Health and public services

LGB priorities and recommendations

What you need to know


Access to Health and Public Services

A report produced by the Lesbian Advocacy Services Initiative (LASI) found that lesbian and bisexual women experienced significant barriers to accessing health services in Northern Ireland . In addition, other research conducted in 2007 has identified that one in six LGB people surveyed had experienced forms of discriminatory behaviour in receiving health care. 

The Commission has also received complaints from same-sex couples in terms of their ability to access IVF fertility treatment. It is important to ensure the effective targeting of health care services in order to meet the particular needs of LGB people and to remove all unjustifiable barriers to their accessing these services.

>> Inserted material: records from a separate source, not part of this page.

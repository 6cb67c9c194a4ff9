//! Security headers middleware for XSS, clickjacking, and isolation protection.
//!
//! Adds restrictive security headers to all responses. Start locked down and
//! loosen only when specific functionality requires it. The site ships no
//! inline scripts or styles, so the CSP is a static string with no nonce.

use axum::{
    extract::Request,
    http::{
        HeaderName, HeaderValue,
        header::{
            CONTENT_SECURITY_POLICY, REFERRER_POLICY, X_CONTENT_TYPE_OPTIONS, X_FRAME_OPTIONS,
        },
    },
    middleware::Next,
    response::Response,
};

/// Add security headers to all responses.
///
/// Headers applied:
/// - `X-Frame-Options: DENY` - Prevent clickjacking
/// - `X-Content-Type-Options: nosniff` - Prevent MIME sniffing
/// - `Referrer-Policy: strict-origin-when-cross-origin` - Origin-only referrer on outbound tool links
/// - `Content-Security-Policy` - Strict CSP (see below)
/// - `Permissions-Policy` - Deny all sensitive features
/// - `Cache-Control: no-store, max-age=0` - Prevent caching session-varying pages
/// - `Cross-Origin-Opener-Policy: same-origin` - Process isolation
/// - `Cross-Origin-Resource-Policy: same-origin` - Resource isolation
/// - `Cross-Origin-Embedder-Policy: credentialless` - Isolation without CORP on image hosts
/// - `X-DNS-Prefetch-Control: off` - Prevent DNS prefetch leakage
///
/// # CSP Policy
///
/// Starting with maximum restriction - loosen only when needed. `img-src`
/// lists the hosts the listing logos, screenshots, and tutorial thumbnails
/// are served from:
/// ```text
/// default-src 'none';
/// script-src 'self';
/// style-src 'self';
/// font-src 'self';
/// img-src 'self' <listing image hosts>;
/// connect-src 'self';
/// frame-src 'none';
/// object-src 'none';
/// base-uri 'self';
/// form-action 'self';
/// frame-ancestors 'none';
/// upgrade-insecure-requests
/// ```
pub async fn security_headers_middleware(request: Request, next: Next) -> Response {
    let mut response = next.run(request).await;
    let headers = response.headers_mut();

    // Prevent clickjacking
    headers.insert(X_FRAME_OPTIONS, HeaderValue::from_static("DENY"));

    // Prevent MIME sniffing
    headers.insert(X_CONTENT_TYPE_OPTIONS, HeaderValue::from_static("nosniff"));

    // Send only the origin to the external tool sites we link out to
    headers.insert(
        REFERRER_POLICY,
        HeaderValue::from_static("strict-origin-when-cross-origin"),
    );

    // Strict CSP - start locked down, loosen only when needed
    headers.insert(
        CONTENT_SECURITY_POLICY,
        HeaderValue::from_static(
            "default-src 'none'; \
             script-src 'self'; \
             style-src 'self'; \
             font-src 'self'; \
             img-src 'self' \
             https://images.unsplash.com \
             https://upload.wikimedia.org \
             https://seeklogo.com \
             https://assets-global.website-files.com \
             https://framerusercontent.com \
             https://github.githubassets.com \
             https://storage.googleapis.com; \
             connect-src 'self'; \
             frame-src 'none'; \
             object-src 'none'; \
             base-uri 'self'; \
             form-action 'self'; \
             frame-ancestors 'none'; \
             upgrade-insecure-requests",
        ),
    );

    // Strict Permissions Policy - deny all sensitive features
    headers.insert(
        HeaderName::from_static("permissions-policy"),
        HeaderValue::from_static(
            "accelerometer=(), \
             ambient-light-sensor=(), \
             autoplay=(), \
             battery=(), \
             browsing-topics=(), \
             camera=(), \
             cross-origin-isolated=(), \
             display-capture=(), \
             document-domain=(), \
             encrypted-media=(), \
             execution-while-not-rendered=(), \
             execution-while-out-of-viewport=(), \
             fullscreen=(), \
             geolocation=(), \
             gyroscope=(), \
             hid=(), \
             idle-detection=(), \
             interest-cohort=(), \
             magnetometer=(), \
             microphone=(), \
             midi=(), \
             navigation-override=(), \
             payment=(), \
             picture-in-picture=(), \
             publickey-credentials-get=(), \
             screen-wake-lock=(), \
             serial=(), \
             sync-xhr=(), \
             usb=(), \
             web-share=(), \
             xr-spatial-tracking=()",
        ),
    );

    // Pages embed the session-scoped comparison tray, so keep them out of caches
    headers.insert(
        HeaderName::from_static("cache-control"),
        HeaderValue::from_static("no-store, max-age=0"),
    );

    // Cross-Origin policies for additional isolation
    headers.insert(
        HeaderName::from_static("cross-origin-opener-policy"),
        HeaderValue::from_static("same-origin"),
    );

    headers.insert(
        HeaderName::from_static("cross-origin-resource-policy"),
        HeaderValue::from_static("same-origin"),
    );

    // credentialless rather than require-corp: the listing image hosts do not
    // set CORP headers, and require-corp would block every logo and thumbnail.
    headers.insert(
        HeaderName::from_static("cross-origin-embedder-policy"),
        HeaderValue::from_static("credentialless"),
    );

    // Prevent DNS prefetching to avoid leaking which links user hovers over
    headers.insert(
        HeaderName::from_static("x-dns-prefetch-control"),
        HeaderValue::from_static("off"),
    );

    response
}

We welcome the fact that a number of departmental strategies, including the Mental Health Promotion Strategy and the Suicide Prevention Strategy recognise the particular health needs experienced by, and services required by, LGB people. 

There is, for example, a clear link between homophobia and poor mental health in Northern Ireland. Research  into the mental and emotional health of 16 year olds has confirmed that a group which is particularly vulnerable in terms of their mental health are same-sex attracted males and females.

Research carried out in relation to the mental health of young gay men in Northern Ireland has also revealed that over one third (34.4%) of respondents had been diagnosed with a mental illness at some time in their lives and over one quarter (27.1%) had attempted suicide.  

Further, independent research commissioned by OFMdFM on equality mainstreaming, policy and practice for LGB people has identified that there is a need for a broad range of action by public bodies to address the inequalities highlighted in the report and made a series of recommendations for change.

Recommendations aimed at public bodies, which we endorse, included addressing, in conjunction with LGB organisations, the following:

  • ensuring effective staff training on LGB issues
  • investigating how their policies and practices may be homophobic and/or heterocentric
  • reviewing their procedures for consulting with LGB organisations
  • ensuring adequate levels of resources are made available to support the work of the LGB community and
  • setting meaningful targets in relation to sexual orientation equality.

In line with the statutory duty on public bodies under Section 75, there should also be a focus on positive action measures to counter disadvantage and opportunities to better promote equality of opportunity for LGB individuals.




  • The Commission recommends that the Executive, Departments and other key stakeholders adopts actions aimed at removing barriers experienced by LGB people in when accessing goods and services and the exercise of public functions. We also recommend proactive strategic targeting of services in order to meet the particular needs of LGB people.